The act of reducing each word to its lemma. With no extra backends installed pyaegean uses its rule-based lemmatizer; the opt-in neural pipeline is more accurate (see Greek NLP).

greek.lemmatize("λόγοι")                # 'λόγος'
aegean greek lemmatize "λόγοι"

UPOS (part of speech)

A word's grammatical category — noun, verb, adjective — tagged with the Universal Dependencies coarse tag set (UPOS = Universal POS).

greek.pos_tag("θεός")                              # 'NOUN'
greek.pos_tags("θεὸς ἀγαθός")
# [('θεὸς', 'NOUN'), ('ἀγαθός', 'NOUN')]

Morphology

The full grammatical breakdown of a word form — case, number, gender, tense, voice, mood, person, degree — often with more than one candidate parse:

greek.analyze("λόγοι")[0]
# Analysis(lemma='λόγος', pos='NOUN', case='nom', number='pl', gender='masc', ...)
aegean greek morph "λόγοι"

Treebank / AGDT

A treebank is a corpus where every sentence is annotated with its grammatical tree (which word depends on which). AGDT is the Ancient Greek Dependency Treebank (from the Perseus project) — pyaegean's main source of gold parses, glosses, and the lexicon that the opt-in Greek backends are trained from. See Greek NLP and Data & Provenance.

Parse (dependency parse)

Working out the grammatical structure of a sentence — which word is the subject, which the object, and so on — as a tree of relations. pyaegean can emit UD relations (with the neural parser) or AGDT-style relations. See Greek NLP.

Pipeline

The one-call convenience that runs normalize → tokenize → tag → lemmatize → morph in sequence and hands you one record per token. See Greek NLP.

Gloss

A short dictionary meaning for a word. pyaegean has two sources: a Koine (New Testament) gloss from the bundled Dodson lexicon that works offline, and a fuller LSJ gloss that fetches a ~270 MB index on first use.

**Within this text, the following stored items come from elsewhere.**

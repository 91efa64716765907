use core::fmt;

use crate::coords::Matrix;

/// Stable handle to a node in a [`TransformTree`](super::TransformTree).
///
/// Handles carry a generation, so a handle to a destroyed node is rejected
/// even after its slot has been reused.
#[derive(Debug, Copy, Clone, Eq, PartialEq, Hash)]
pub struct NodeId {
    pub(crate) index: u32,
    pub(crate) generation: u32,
}

impl NodeId {
    #[inline]
    pub(crate) const fn new(index: u32, generation: u32) -> Self {
        Self { index, generation }
    }

    #[inline]
    pub const fn index(self) -> u32 {
        self.index
    }
}

impl fmt::Display for NodeId {
    fn fmt(&self, f: &mut fmt::Formatter<'_>) -> fmt::Result {
        write!(f, "node#{}v{}", self.index, self.generation)
    }
}

/// A node of the transform hierarchy.
///
/// `world` is derived state owned by the tree; it is only ever written by
/// the tree's recomputation pass.
#[derive(Debug, Clone, PartialEq)]
pub struct TransformNode {
    pub(crate) local: Matrix,
    pub(crate) world: Matrix,
    pub(crate) parent: Option<NodeId>,
    pub(crate) children: Vec<NodeId>,
}

impl TransformNode {
    pub(crate) fn new(local: Matrix) -> Self {
        Self {
            local,
            world: local,
            parent: None,
            children: Vec::new(),
        }
    }

    /// Transform relative to the parent.
    #[inline]
    pub fn local(&self) -> Matrix {
        self.local
    }

    /// Cached transform relative to the scene root.
    #[inline]
    pub fn world(&self) -> Matrix {
        self.world
    }

    #[inline]
    pub fn parent(&self) -> Option<NodeId> {
        self.parent
    }

    #[inline]
    pub fn has_parent(&self) -> bool {
        self.parent.is_some()
    }

    /// Children in attachment order.
    #[inline]
    pub fn children(&self) -> &[NodeId] {
        &self.children
    }
}
//! Tessera engine crate.
//!
//! A retained 2D scene: affine coordinate math, a transform hierarchy, shape
//! objects grouped into composites, and a backend-neutral drawing surface.

pub mod coords;
pub mod error;
pub mod logging;
pub mod paint;
pub mod render;
pub mod scene;
pub mod time;
pub mod transform;

pub use error::{Result, SceneError};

aegean greek gloss-nt λόγος
# a word, speech, divine utterance, analogy

Metre (scansion)

Scansion / metre

Working out the rhythm of a line of verse — marking each syllable heavy (long, ) or light (short, ) and matching the pattern to a known metre.

greek.scan_hexameter("ἄνδρα μοι ἔννεπε, Μοῦσα, πολύτροπον, ὃς μάλα πολλὰ").pattern
# '—⏑⏑|—⏑⏑|—⏑⏑|—⏑⏑|—⏑⏑|—×'
aegean greek scan "ἄνδρα μοι ἔννεπε, Μοῦσα, πολύτροπον, ὃς μάλα πολλὰ"
# —⏑⏑|—⏑⏑|—⏑⏑|—⏑⏑|—⏑⏑|—×
# hexameter: dactyl, dactyl, dactyl, dactyl, dactyl, final; caesura: trochaic

Quantity (heavy / light / common)

The "weight" of a single syllable — heavy (long), light (short), or common (can be either). This is the raw material scansion is built from.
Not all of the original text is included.